FDA Accepts Emmaus' NDA for Sickle Cell Anemia Treatment
NOVEMBER 08, 2016
The FDA has accepted Emmaus Life Sciences’ new drug application (NDA) for their orally admitted pharmaceutical grade L-glutamine (PGLG) to treat sickle cell disease. The FDA submission follows the Phase 3 trial of the drug.
The Phase 3 trial was an open-labeled randomized double blind placebo-controlled study which enrolled 230 pediatric and adult patients 5-years and older.
0.3 g of L-glutamine was administered twice a day orally to each patient for 48 weeks. The dosage was in increments of 5 grams based on weight. The upper limit for daily dose of study medication was set at 30 grams
During the Phase 3 trial, the PGLG demonstrated a reduction in the frequency of sickle cell crises and hospitalizations, as well as a reduction in cumulative days hospitalized, and a lower incidence of the life-threatening acute chest syndrome.
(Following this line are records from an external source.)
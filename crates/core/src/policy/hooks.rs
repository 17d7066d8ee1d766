use std::collections::HashMap;
use std::sync::{Arc, Mutex};
use std::time::{Duration, Instant};

use async_trait::async_trait;
use rust_decimal::Decimal;
use serde_json::Value;
use tracing::{info, warn};

use crate::audit::{AuditEvent, AuditOutcome, AuditSink, EXECUTION_COMPLETED, EXECUTION_STARTED};
use crate::types::{Context, ExecutionPhase};

pub const REDACTED: &str = "***REDACTED***";
pub const DEFAULT_SENSITIVE_KEYS: [&str; 6] =
    ["password", "api_key", "secret", "token", "ssn", "credit_card"];
pub const DEFAULT_RATE_LIMIT_PER_MINUTE: u32 = 60;
const RATE_WINDOW: Duration = Duration::from_secs(60);

/// Outcome of one hook call. `proceed == false` vetoes the agent call;
/// `modified_data` replaces what the next hook (and then the agent or the
/// caller) sees.
#[derive(Clone, Debug, Default, PartialEq)]
pub struct HookResult {
    pub proceed: bool,
    pub message: String,
    pub modified_data: Option<Context>,
}

impl HookResult {
    pub fn proceed() -> Self {
        Self { proceed: true, ..Self::default() }
    }

    pub fn proceed_with(message: impl Into<String>) -> Self {
        Self { proceed: true, message: message.into(), modified_data: None }
    }

    pub fn veto(message: impl Into<String>) -> Self {
        Self { proceed: false, message: message.into(), modified_data: None }
    }

    pub fn with_data(mut self, data: Context) -> Self {
        self.modified_data = Some(data);
        self
    }
}

/// Interceptor around a single agent call.
///
/// `before_execute` sees the stage input data. `after_execute` sees the
/// output in its map form (`result`, `metadata`, `policy_report`).
#[async_trait]
pub trait PolicyHook: Send + Sync {
    fn name(&self) -> &str;
    async fn before_execute(&self, agent_name: &str, input_data: &Context) -> HookResult;
    async fn after_execute(&self, agent_name: &str, output: &Context) -> HookResult;
}

#[derive(Clone, Default)]
pub struct AuditLoggingHook {
    sink: Option<Arc<dyn AuditSink>>,
}

impl AuditLoggingHook {
    pub fn new() -> Self {
        Self::default()
    }

    pub fn with_sink(sink: Arc<dyn AuditSink>) -> Self {
        Self { sink: Some(sink) }
    }

    fn emit(&self, event: AuditEvent) {
        if let Some(sink) = &self.sink {
            sink.emit(event);
        }
    }
}

#[async_trait]
impl PolicyHook for AuditLoggingHook {
    fn name(&self) -> &str {
        "audit-logging"
    }

    async fn before_execute(&self, agent_name: &str, input_data: &Context) -> HookResult {
        let input_keys = joined_keys(input_data);
        info!(
            event_name = EXECUTION_STARTED,
            agent = agent_name,
            input_keys = %input_keys,
            phase = %ExecutionPhase::PreExecution,
            "audit: agent starting execution"
        );
        self.emit(
            AuditEvent::new(
                agent_name,
                EXECUTION_STARTED,
                ExecutionPhase::PreExecution,
                AuditOutcome::Started,
            )
            .with_metadata("input_keys", input_keys),
        );
        HookResult::proceed_with("Audit logged")
    }

    async fn after_execute(&self, agent_name: &str, output: &Context) -> HookResult {
        let output_keys = output
            .get("result")
            .and_then(Value::as_object)
            .map(joined_keys)
            .unwrap_or_else(|| joined_keys(output));
        info!(
            event_name = EXECUTION_COMPLETED,
            agent = agent_name,
            output_keys = %output_keys,
            phase = %ExecutionPhase::PostExecution,
            "audit: agent completed execution"
        );
        self.emit(
            AuditEvent::new(
                agent_name,
                EXECUTION_COMPLETED,
                ExecutionPhase::PostExecution,
                AuditOutcome::Success,
            )
            .with_metadata("output_keys", output_keys),
        );
        HookResult::proceed_with("Audit logged")
    }
}

#[derive(Clone, Debug)]
pub struct DataSanitizationHook {
    sensitive_keys: Vec<String>,
}

impl Default for DataSanitizationHook {
    fn default() -> Self {
        Self::new(DEFAULT_SENSITIVE_KEYS.iter().map(|key| key.to_string()).collect())
    }
}

impl DataSanitizationHook {
    pub fn new(sensitive_keys: Vec<String>) -> Self {
        Self { sensitive_keys: sensitive_keys.into_iter().map(|key| key.to_lowercase()).collect() }
    }

    pub fn sanitize(&self, data: &Context) -> Context {
        data.iter()
            .map(|(key, value)| {
                let value = if self.is_sensitive(key) {
                    Value::String(REDACTED.to_string())
                } else {
                    self.sanitize_value(value)
                };
                (key.clone(), value)
            })
            .collect()
    }

    fn sanitize_value(&self, value: &Value) -> Value {
        match value {
            Value::Object(map) => Value::Object(self.sanitize(map)),
            Value::Array(items) => Value::Array(
                items
                    .iter()
                    .map(|item| match item {
                        Value::Object(map) => Value::Object(self.sanitize(map)),
                        other => other.clone(),
                    })
                    .collect(),
            ),
            other => other.clone(),
        }
    }

    fn is_sensitive(&self, key: &str) -> bool {
        let key = key.to_lowercase();
        self.sensitive_keys.iter().any(|sensitive| key.contains(sensitive.as_str()))
    }

    fn message(&self) -> String {
        format!("Sanitized {} sensitive keys", self.sensitive_keys.len())
    }
}

#[async_trait]
impl PolicyHook for DataSanitizationHook {
    fn name(&self) -> &str {
        "data-sanitization"
    }

    async fn before_execute(&self, _agent_name: &str, input_data: &Context) -> HookResult {
        HookResult::proceed_with(self.message()).with_data(self.sanitize(input_data))
    }

    async fn after_execute(&self, _agent_name: &str, output: &Context) -> HookResult {
        // Only the agent's result is user data; metadata counters stay intact.
        let mut modified = output.clone();
        if let Some(Value::Object(result)) = output.get("result") {
            modified.insert("result".to_string(), Value::Object(self.sanitize(result)));
        }
        HookResult::proceed_with(self.message()).with_data(modified)
    }
}

/// Sliding 60-second window per agent name.
#[derive(Debug)]
pub struct RateLimitHook {
    max_executions_per_minute: u32,
    executions: Mutex<HashMap<String, Vec<Instant>>>,
}

impl Default for RateLimitHook {
    fn default() -> Self {
        Self::new(DEFAULT_RATE_LIMIT_PER_MINUTE)
    }
}

impl RateLimitHook {
    pub fn new(max_executions_per_minute: u32) -> Self {
        Self { max_executions_per_minute, executions: Mutex::new(HashMap::new()) }
    }

    pub fn max_executions_per_minute(&self) -> u32 {
        self.max_executions_per_minute
    }

    fn admit(&self, agent_name: &str, now: Instant) -> Option<usize> {
        let mut executions = match self.executions.lock() {
            Ok(executions) => executions,
            Err(poisoned) => poisoned.into_inner(),
        };
        let recent = executions.entry(agent_name.to_string()).or_default();
        recent.retain(|timestamp| now.duration_since(*timestamp) < RATE_WINDOW);

        if recent.len() >= self.max_executions_per_minute as usize {
            return None;
        }
        recent.push(now);
        Some(recent.len())
    }
}

#[async_trait]
impl PolicyHook for RateLimitHook {
    fn name(&self) -> &str {
        "rate-limiting"
    }

    async fn before_execute(&self, agent_name: &str, _input_data: &Context) -> HookResult {
        match self.admit(agent_name, Instant::now()) {
            Some(count) => HookResult::proceed_with(format!(
                "Rate limit OK: {count}/{}",
                self.max_executions_per_minute
            )),
            None => {
                warn!(
                    event_name = "policy.rate_limit.exceeded",
                    agent = agent_name,
                    limit = self.max_executions_per_minute,
                    "rate limit exceeded"
                );
                HookResult::veto(format!(
                    "Rate limit exceeded: {}/min",
                    self.max_executions_per_minute
                ))
            }
        }
    }

    async fn after_execute(&self, _agent_name: &str, _output: &Context) -> HookResult {
        HookResult::proceed()
    }
}

#[derive(Debug)]
pub struct CostTrackingHook {
    cost_per_1k_tokens: Decimal,
    total_cost: Mutex<Decimal>,
}

impl Default for CostTrackingHook {
    fn default() -> Self {
        Self::new(default_cost_per_1k_tokens())
    }
}

pub fn default_cost_per_1k_tokens() -> Decimal {
    Decimal::new(1, 2)
}

impl CostTrackingHook {
    pub fn new(cost_per_1k_tokens: Decimal) -> Self {
        Self { cost_per_1k_tokens, total_cost: Mutex::new(Decimal::ZERO) }
    }

    pub fn total_cost(&self) -> Decimal {
        match self.total_cost.lock() {
            Ok(total) => *total,
            Err(poisoned) => *poisoned.into_inner(),
        }
    }

    pub fn reset(&self) {
        match self.total_cost.lock() {
            Ok(mut total) => *total = Decimal::ZERO,
            Err(poisoned) => *poisoned.into_inner() = Decimal::ZERO,
        }
    }

    fn add(&self, cost: Decimal) -> Decimal {
        let mut total = match self.total_cost.lock() {
            Ok(total) => total,
            Err(poisoned) => poisoned.into_inner(),
        };
        *total += cost;
        *total
    }
}

#[async_trait]
impl PolicyHook for CostTrackingHook {
    fn name(&self) -> &str {
        "cost-tracking"
    }

    async fn before_execute(&self, _agent_name: &str, _input_data: &Context) -> HookResult {
        HookResult::proceed()
    }

    async fn after_execute(&self, agent_name: &str, output: &Context) -> HookResult {
        let tokens_used = output
            .get("metadata")
            .and_then(|metadata| metadata.get("tokens_used"))
            .and_then(Value::as_u64)
            .unwrap_or(0);
        let cost = Decimal::from(tokens_used) / Decimal::from(1000) * self.cost_per_1k_tokens;
        let total = self.add(cost);

        info!(
            event_name = "policy.cost.tracked",
            agent = agent_name,
            tokens_used,
            cost = %cost.round_dp(4),
            total = %total.round_dp(4),
            "cost tracked"
        );
        HookResult::proceed_with(format!("Cost tracked: ${:.4}", cost))
    }
}

fn joined_keys(data: &Context) -> String {
    data.keys().map(String::as_str).collect::<Vec<_>>().join(",")
}
pub mod agents;
pub mod chat;
pub mod config;
pub mod gates;
pub mod run;

use std::sync::Arc;

use ano_agent::{register_builtin_agents, LlmClient, OfflineBackend};
use ano_core::config::AppConfig;
use ano_core::registry::{AgentRegistry, CapabilityRegistry};
use serde::Serialize;

pub const EXIT_PIPELINE_FAILED: u8 = 1;
pub const EXIT_CONFIG_INVALID: u8 = 2;
pub const EXIT_NOT_FOUND: u8 = 3;
pub const EXIT_IO: u8 = 4;

#[derive(Debug, Clone)]
pub struct CommandResult {
    pub exit_code: u8,
    pub output: String,
}

#[derive(Debug, Serialize)]
struct CommandOutcome {
    command: String,
    status: String,
    error_class: Option<String>,
    message: String,
}

impl CommandResult {
    pub fn success(command: &str, message: impl Into<String>) -> Self {
        let payload = CommandOutcome {
            command: command.to_string(),
            status: "ok".to_string(),
            error_class: None,
            message: message.into(),
        };
        Self { exit_code: 0, output: serialize_payload(&payload) }
    }

    pub fn failure(
        command: &str,
        error_class: &str,
        message: impl Into<String>,
        exit_code: u8,
    ) -> Self {
        let payload = CommandOutcome {
            command: command.to_string(),
            status: "error".to_string(),
            error_class: Some(error_class.to_string()),
            message: message.into(),
        };
        Self { exit_code, output: serialize_payload(&payload) }
    }

    /// Wraps a command-specific report; the report carries its own `command`
    /// and `status` fields.
    pub fn report<T: Serialize>(exit_code: u8, payload: &T) -> Self {
        Self { exit_code, output: serialize_payload(payload) }
    }
}

fn serialize_payload<T: Serialize>(payload: &T) -> String {
    serde_json::to_string_pretty(payload).unwrap_or_else(|error| {
        format!(
            "{{\"command\":\"unknown\",\"status\":\"error\",\"error_class\":\"serialization\",\"message\":\"{}\"}}",
            error.to_string().replace('\\', "\\\\").replace('"', "\\\"")
        )
    })
}

/// The offline backend configured from `llm.*` settings.
pub fn offline_llm(config: &AppConfig) -> Arc<dyn LlmClient> {
    Arc::new(OfflineBackend::new(config.llm.model.clone()).with_max_output_tokens(config.llm.max_tokens))
}

/// Both registries populated from the built-in registration table.
pub fn builtin_registries(llm: Arc<dyn LlmClient>) -> (AgentRegistry, CapabilityRegistry) {
    let mut agents = AgentRegistry::new();
    let mut capabilities = CapabilityRegistry::new();
    register_builtin_agents(&mut agents, &mut capabilities, llm);
    (agents, capabilities)
}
This could be the first potential treatment for pediatric patients with sickle cell disease, if approved.
Emmaus is now awaiting notice from the FDA regarding its request for a priority review.
Last year, we talked with Yutaka Niihara, MD, MPH, chief scientific officer and founder of Emmaus Life Sciences about L-glutamine to treat patients with sickle cell disease.
About Sickle Cell Disease
Sickle cell diseas, or sickle cell anemia, is a rare genetic condition that affects 90,000 to 100,000 Americans, mostly African Americans. A person with sickle cell disease has red blood cells that are hard, sticky, and C-shaped (like the farm tool the "sickle"). These cells clog smaller blood vessels resulting in pain as well as increased risk for infection, acute chest syndrome and stroke.